Par ailleurs, la nécessaire sobriété est impossible dans le cadre capitaliste, ayons le courage de le dire au lieu de noyer le problème dans des questions de morale, de « modes de vie » et d’« habitudes de consommation ».
- L’effondrement, de la civilisation industrielle, c’est la solution
- « Que tout continue comme avant, voilà la catastrophe »
L’EFFONDREMENT, C’EST LA SOLUTION,
du problème, qui est la civilisation. C’est pourquoi il est assez gênant de lire les commentaires de connaissances ou d’amis disant qu’il n’y a plus rien à faire, que c’est foutu, qu’il n’y a plus qu’à « amortir l’effondrement à venir de la civilisation industrielle », alors, d’une part, que cet effondrement ne se profile aucunement, que tout continue d’empirer tous azimuts – et d’autre part qu’il ne serait pas une fin tragique mais de bien des manières une délivrance, la fin de la catastrophe,
« c’est ce que ne parviennent pas à comprendre ces réclamants d’une dystopie durable, d’un expansionnisme dont on aurait domestiqué la sauvagerie, dont des objections de bon sens auraient modéré la mégalomanie, le sauvant de lui-même et nous ménageant des siècles d’Internité. Que c’est au contraire, que s’il est à l’heure enfin de s’autodétruire, de précipiter lui-même son désagrègement et de parvenir à son apocalypse au terme de tous ses accomplissements selon les prémisses, de toutes ses logiques conduites jusqu’à leurs dernières prétentions aberrantes, que s’il est trop tard pour autre chose, tout retardement l’est aussi d’en être libéré. Et puis c’est vainement, on sait – on a bien vu – que depuis le début ont échoué – désabusement et amertume – chaque tentative de lui faire renoncer à quelque démiurgie que ce soit, à la moindre de ses innovations, de le distraire ici ou là de son programme, de le réfréner d’aller au bout de tout dévorer – la dévoration étant son mode d’existence – en lui opposant des raisons humaines ou simplement sensées ; sentimentalités d’âmes débiles à son jugement, qu’il extirpait pour faire place à ses bagnes fumeux, ses fabrications en masse, ses villes énormes, ses lignes à haut voltage et ses pistes d’aviation, ses vivisections et ses fécondations in-vitro. Et c’est le naïf aussi de ces navrements humanistes et de leurs doléances, de ces veilles à la bougie sous un ciel muet, que d’imaginer lui faire épargner, au nom de conjecturales générations futures, des “valeurs” pour lui dépourvues de signification – qui n’existent que dans leurs têtes –, des valeurs dont il a déjà consigné les rapports d’autopsie après les avoir éviscérées : de simples illusions qui cessent avec la vie. Leur méprise et courte vue : c’est au contraire : plus accéléré son métabolisme, plus total l’achèvement de son empire sur toutes choses, plus hâtée sa ruine – la fin de cet égarement et la restitution de la vie. » (Baudouin de Bodinat, Dernier Carré n°1).
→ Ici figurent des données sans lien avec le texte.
use core::cell::RefCell;

use critical_section::Mutex;

use super::register_set::{RegisterSet, REGISTER_SET_LEN};
use super::transaction::{Command, CommandToken, TransactionState};
use super::transport::{BusTransport, RESPONSE_LEN};
use super::{BUS_CLOCK_HZ, DEFAULT_ADDRESS, STATUS_NOT_READY, STATUS_READY};

/// Everything the interrupt handlers share, guarded as one unit.
struct PeerState {
    /// Served to `"get"` reads. Only replaced whole.
    active: RegisterSet,
    /// Assembled by a `"set"` transaction, copied to `active` on `"endset"`.
    staging: RegisterSet,
    state: TransactionState,
    token: CommandToken,
    /// Raised by every commit, cleared by `take_committed`.
    committed: bool,
}

impl PeerState {
    const fn new() -> Self {
        Self {
            active: RegisterSet::new(),
            staging: RegisterSet::new(),
            state: TransactionState::Idle,
            token: CommandToken::new(),
            committed: false,
        }
    }

    fn receive<T: BusTransport>(&mut self, transport: &mut T, _byte_count: usize) {
        if self.state == TransactionState::Setting && self.token.is(b"set") {
            self.receive_payload(transport);
        }

        self.token.clear();
        while let Some(byte) = transport.read() {
            self.token.push(byte);
        }

        #[cfg(feature = "defmt")]
        defmt::debug!(
            "controller write: {} bytes, command {}",
            _byte_count,
            self.token
        );

        match self.token.command() {
            Command::Program => {
                self.state = TransactionState::ProgrammingOpen;
                #[cfg(feature = "defmt")]
                defmt::info!("programming started");
            }
            Command::End => {
                self.state = TransactionState::Idle;
                #[cfg(feature = "defmt")]
                defmt::info!("programming ended");
            }
            Command::Set => {
                self.token.normalize_set();
                self.state = TransactionState::Setting;
                #[cfg(feature = "defmt")]
                defmt::debug!("set started");
            }
            Command::EndSet => {
                self.active = self.staging;
                self.committed = true;
                self.state = TransactionState::Idle;
                #[cfg(feature = "defmt")]
                defmt::info!(
                    "set committed: bank {}, mix {}",
                    self.active.bank,
                    self.active.mix
                );
            }
            Command::Other => {}
        }
    }

    /// Read one register set into `staging`.
    ///
    /// A short payload leaves `staging` as it was.
    fn receive_payload<T: BusTransport>(&mut self, transport: &mut T) {
        let mut payload = [0u8; REGISTER_SET_LEN];
        let count = transport.read_bytes(&mut payload);

        match RegisterSet::from_bytes(&payload[..count]) {
            Ok(set) => {
                self.staging = set;
                #[cfg(feature = "defmt")]
                defmt::debug!("staged bank {}, mix {}", set.bank, set.mix);
            }
            Err(_e) => {
                #[cfg(feature = "defmt")]
                defmt::warn!("register payload dropped: {}", _e);
            }
        }
    }
}
use core::fmt;

/// Errors that can occur when decoding a [`RegisterSet`](super::RegisterSet).
#[derive(Debug, Clone, Copy, PartialEq, Eq)]
#[cfg_attr(feature = "defmt", derive(defmt::Format))]
pub enum RegisterSetError {
    /// Fewer bytes than a full record (must be [`REGISTER_SET_LEN`](super::REGISTER_SET_LEN)).
    Truncated {
        /// Bytes a record needs.
        expected: usize,
        /// Bytes actually available.
        actual: usize,
    },
}

impl fmt::Display for RegisterSetError {
    fn fmt(&self, f: &mut fmt::Formatter) -> fmt::Result {
        match self {
            RegisterSetError::Truncated { expected, actual } => {
                write!(f, "register set truncated: {} of {} bytes", actual, expected)
            }
        }
    }
}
« Aussi, à long terme, et par ce long terme on entend une période sans doute inférieure à un siècle, notre système mégatechnique en expansion, s’il continue sans changement dans sa direction présente, rendra-t-il probablement la planète entière inhabitable pour tout ce qui ressemble à sa population actuelle, et en fin de compte, si l’on n’arrête pas les forces insensées qui sont maintenant à l’œuvre, même une population réduite sera condamnée. » (Lewis Mumford, Le Mythe de la machine, tome 2, Le Pentagone de la puissance (1967).)
« Bien qu’encore aujourd’hui peu de gens semblent soupçonner la forme idéale et la destination finale de l’organisation industrielle qui s’est façonnée à notre propre époque, elle se dirige en réalité vers une finalité statique où la transformation du système lui-même sera si intolérable qu’elle ne se produira que par désintégration et destruction totales. » (Lewis Mumford, Le Mythe de la machine, tome 2, Le Pentagone de la puissance (1967).)
« L’écroulement de cette civilisation n’est pas une vision apocalyptique ; c’est, disons, quelque chose qui me semble hautement souhaitable. » (Alexandre Grothendieck, « Allons-nous continuer la recherche scientifique ? », conférence au CERN, à Genève (1972).)
« C’est notre société industrielle et nataliste qui est polluante et il n’y a pas d’autre alternative que de la détruire ou de crever. » (Pierre Fournier, Y’en a plus pour longtemps (1975).)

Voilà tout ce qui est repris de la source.